Jutro, 14 lipca, mija termin konsultacji społecznych w sprawie ustawy o OZE. Na temat rządowego projektu wypowiada się wiele organizacji zarówno branżowych jak i ekologicznych. Tymczasem do Sejmu trafił poselski projekt nowelizacji.
Autorzy poselskiego projektu nowelizacji ustawy o OZE skupiają się na powiązaniu jednostkowej opłaty zastępczej z rynkowymi cenami praw majątkowych wynikających ze świadectw pochodzenia.
W świetle proponowanej zmiany wyznaczana co roku jednostkowa opłata zastępcza będzie odzwierciedlać rynkowy poziom praw majątkowych. Według posłów zmiany, jakie proponują ograniczą ilość certyfikatów na rynku.
Certyfikaty to problem
Polskie Stowarzyszenie Energetyki Wiatrowej oszacowało występującą na koniec I kwartału 2017 r. nadpodaż certyfikatów na ponad 22 TWh.
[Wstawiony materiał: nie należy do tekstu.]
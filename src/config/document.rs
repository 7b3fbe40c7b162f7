use serde::{Deserialize, Serialize};
use serde_json::{json, Value};

/// `proxy` top-level section.
#[derive(Debug, Clone, Serialize, Deserialize)]
#[serde(default)]
pub struct ProxySection {
    pub session_id: String,
    pub stats: bool,
    pub trace_rpc: bool,
    pub verbose: bool,
    pub strict_config: bool,
}

impl Default for ProxySection {
    fn default() -> Self {
        Self {
            session_id: "default".to_string(),
            stats: false,
            trace_rpc: false,
            verbose: false,
            strict_config: false,
        }
    }
}

#[derive(Debug, Clone, Serialize, Deserialize, PartialEq, Eq)]
#[serde(rename_all = "snake_case")]
pub enum LazyMode {
    Off,
    Minimal,
    Catalog,
    SearchOnly,
}

impl Default for LazyMode {
    fn default() -> Self {
        LazyMode::Off
    }
}

impl std::str::FromStr for LazyMode {
    type Err = String;

    fn from_str(s: &str) -> Result<Self, Self::Err> {
        match s {
            "off" => Ok(LazyMode::Off),
            "minimal" => Ok(LazyMode::Minimal),
            "catalog" => Ok(LazyMode::Catalog),
            "search_only" => Ok(LazyMode::SearchOnly),
            other => Err(format!("invalid lazy_mode `{other}`")),
        }
    }
}

#[derive(Debug, Clone, Serialize, Deserialize, PartialEq, Eq)]
#[serde(rename_all = "snake_case")]
pub enum ResultCompressionMode {
    Off,
    Balanced,
    Aggressive,
}

impl Default for ResultCompressionMode {
    fn default() -> Self {
        ResultCompressionMode::Balanced
    }
}

impl std::str::FromStr for ResultCompressionMode {
    type Err = String;

    fn from_str(s: &str) -> Result<Self, Self::Err> {
        match s {
            "off" => Ok(ResultCompressionMode::Off),
            "balanced" => Ok(ResultCompressionMode::Balanced),
            "aggressive" => Ok(ResultCompressionMode::Aggressive),
            other => Err(format!("invalid result_compression_mode `{other}`")),
        }
    }
}

#[derive(Debug, Clone, Serialize, Deserialize)]
#[serde(default)]
pub struct DefinitionCompressionConfig {
    pub enabled: bool,
}

impl Default for DefinitionCompressionConfig {
    fn default() -> Self {
        Self { enabled: true }
    }
}

#[derive(Debug, Clone, Serialize, Deserialize)]
#[serde(default)]
pub struct ResultCompressionConfig {
    pub enabled: bool,
    pub mode: ResultCompressionMode,
    pub min_payload_bytes: usize,
    pub min_compressibility: f64,
    pub columnar_min_rows: usize,
    pub columnar_min_fields: usize,
    pub min_token_savings_abs: usize,
    pub min_token_savings_ratio: f64,
    pub shared_key_dictionary: bool,
    pub key_bootstrap_interval: u64,
}

impl Default for ResultCompressionConfig {
    fn default() -> Self {
        Self {
            enabled: true,
            mode: ResultCompressionMode::Balanced,
            min_payload_bytes: 512,
            min_compressibility: 0.3,
            columnar_min_rows: 3,
            columnar_min_fields: 2,
            min_token_savings_abs: 20,
            min_token_savings_ratio: 0.1,
            shared_key_dictionary: true,
            key_bootstrap_interval: 50,
        }
    }
}

#[derive(Debug, Clone, Serialize, Deserialize)]
#[serde(default)]
pub struct DeltaResponsesConfig {
    pub enabled: bool,
    pub max_patch_bytes: usize,
    pub min_savings_ratio: f64,
    pub max_patch_ratio: f64,
    pub snapshot_interval: u64,
}

impl Default for DeltaResponsesConfig {
    fn default() -> Self {
        Self {
            enabled: true,
            max_patch_bytes: 4096,
            min_savings_ratio: 0.2,
            max_patch_ratio: 0.7,
            snapshot_interval: 20,
        }
    }
}

#[derive(Debug, Clone, Serialize, Deserialize)]
#[serde(default)]
pub struct LazyLoadingConfig {
    pub enabled: bool,
    pub lazy_mode: LazyMode,
    pub min_tools: usize,
    pub min_tokens: usize,
    pub search_top_k: usize,
    pub min_confidence_score: f64,
    pub fallback_full_on_low_confidence: bool,
}

impl Default for LazyLoadingConfig {
    fn default() -> Self {
        Self {
            enabled: false,
            lazy_mode: LazyMode::Off,
            min_tools: 20,
            min_tokens: 4000,
            search_top_k: 5,
            min_confidence_score: 2.0,
            fallback_full_on_low_confidence: false,
        }
    }
}

#[derive(Debug, Clone, Serialize, Deserialize)]
#[serde(default)]
pub struct ToolsHashSyncConfig {
    pub enabled: bool,
    pub algorithm: String,
    pub refresh_interval: u64,
    pub bind_server_fingerprint: bool,
}

impl Default for ToolsHashSyncConfig {
    fn default() -> Self {
        Self {
            enabled: true,
            algorithm: "sha256".to_string(),
            refresh_interval: 50,
            bind_server_fingerprint: false,
        }
    }
}

#[derive(Debug, Clone, Serialize, Deserialize)]
#[serde(default)]
pub struct CachingConfig {
    pub enabled: bool,
    pub ttl_seconds: u64,
    pub ttl_min: u64,
    pub ttl_max: u64,
    pub max_entries: usize,
    pub cache_mutating_tools: bool,
}

impl Default for CachingConfig {
    fn default() -> Self {
        Self {
            enabled: true,
            ttl_seconds: 60,
            ttl_min: 15,
            ttl_max: 300,
            max_entries: 500,
            cache_mutating_tools: false,
        }
    }
}

#[derive(Debug, Clone, Serialize, Deserialize)]
#[serde(default)]
pub struct AutoDisableConfig {
    pub enabled: bool,
    pub threshold: u32,
    pub cooldown_requests: u32,
}

impl Default for AutoDisableConfig {
    fn default() -> Self {
        Self {
            enabled: true,
            threshold: 3,
            cooldown_requests: 20,
        }
    }
}

/// `optimizations` top-level section, deep-merged from defaults ← file ←
/// env ← CLI and further specialized per-tool in `ResolvedConfig`.
#[derive(Debug, Clone, Serialize, Deserialize, Default)]
#[serde(default)]
pub struct OptimizationsConfig {
    pub definition_compression: DefinitionCompressionConfig,
    pub result_compression: ResultCompressionConfig,
    pub delta_responses: DeltaResponsesConfig,
    pub lazy_loading: LazyLoadingConfig,
    pub tools_hash_sync: ToolsHashSyncConfig,
    pub caching: CachingConfig,
    pub auto_disable: AutoDisableConfig,
}

/// The fully assembled typed view, used only as a convenience alias; the
/// crate mostly works with [`super::ResolvedConfig`] which wraps this plus
/// per-tool overrides.
#[derive(Debug, Clone, Default)]
pub struct ProxyConfig {
    pub proxy: ProxySection,
    pub optimizations: OptimizationsConfig,
}

pub(super) fn defaults() -> Value {
    json!({
        "proxy": {
            "session_id": "default",
            "stats": false,
            "trace_rpc": false,
            "verbose": false,
            "strict_config": false,
        },
        "optimizations": {
            "definition_compression": {"enabled": true},
            "result_compression": {
                "enabled": true,
                "mode": "balanced",
                "min_payload_bytes": 512,
                "min_compressibility": 0.3,
                "columnar_min_rows": 3,
                "columnar_min_fields": 2,
                "min_token_savings_abs": 20,
                "min_token_savings_ratio": 0.1,
                "shared_key_dictionary": true,
                "key_bootstrap_interval": 50,
            },
            "delta_responses": {
                "enabled": true,
                "max_patch_bytes": 4096,
                "min_savings_ratio": 0.2,
                "max_patch_ratio": 0.7,
                "snapshot_interval": 20,
            },
            "lazy_loading": {
                "enabled": false,
                "lazy_mode": "off",
                "min_tools": 20,
                "min_tokens": 4000,
                "search_top_k": 5,
                "min_confidence_score": 2.0,
                "fallback_full_on_low_confidence": false,
            },
            "tools_hash_sync": {
                "enabled": true,
                "algorithm": "sha256",
                "refresh_interval": 50,
                "bind_server_fingerprint": false,
            },
            "caching": {
                "enabled": true,
                "ttl_seconds": 60,
                "ttl_min": 15,
                "ttl_max": 300,
                "max_entries": 500,
                "cache_mutating_tools": false,
            },
            "auto_disable": {
                "enabled": true,
                "threshold": 3,
                "cooldown_requests": 20,
            },
        },
        "servers": {},
    })
}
Likwidacja takiej nadpodaży bez wyraźnego zwiększenia tzw. obowiązku OZE wydaje się nierealna, a rząd konsekwentnie odmawia pomocy wytwórcom znajdującym się w trudnej sytuacji finansowej, której powodem jest drastyczny spadek cen certyfikatów.
O OZE już walczą
O mechanizm likwidujący nadpodaż na rynku świadectw pochodzenia, poprzez zamrożenie udziału kwoty obowiązku umorzenia dla regulacji rynku świadectw pochodzenia, chce zabiegać Janusz Gajowiecki, prezes zarządu Polskiego Stowarzyszenia Energetyki Wiatrowej.
Ma to się jednak odbyć w czasie konferencji uzgodnieniowej, jaką Ministerstwo Energii zaplanowało na 26 lipca. Jest ona związana z projektem rządowym nowelizacji ustawy o OZE. Poselska inicjatywa nowelizacji ustawy o OZE dziwnie zbiega się z trwającymi od dłuższego czasu pracami nad projektem rządowym. W konferencji będą uczestniczyć przedstawiciele kilkudziesięciu stowarzyszeń branżowych i organizacji pozarządowych.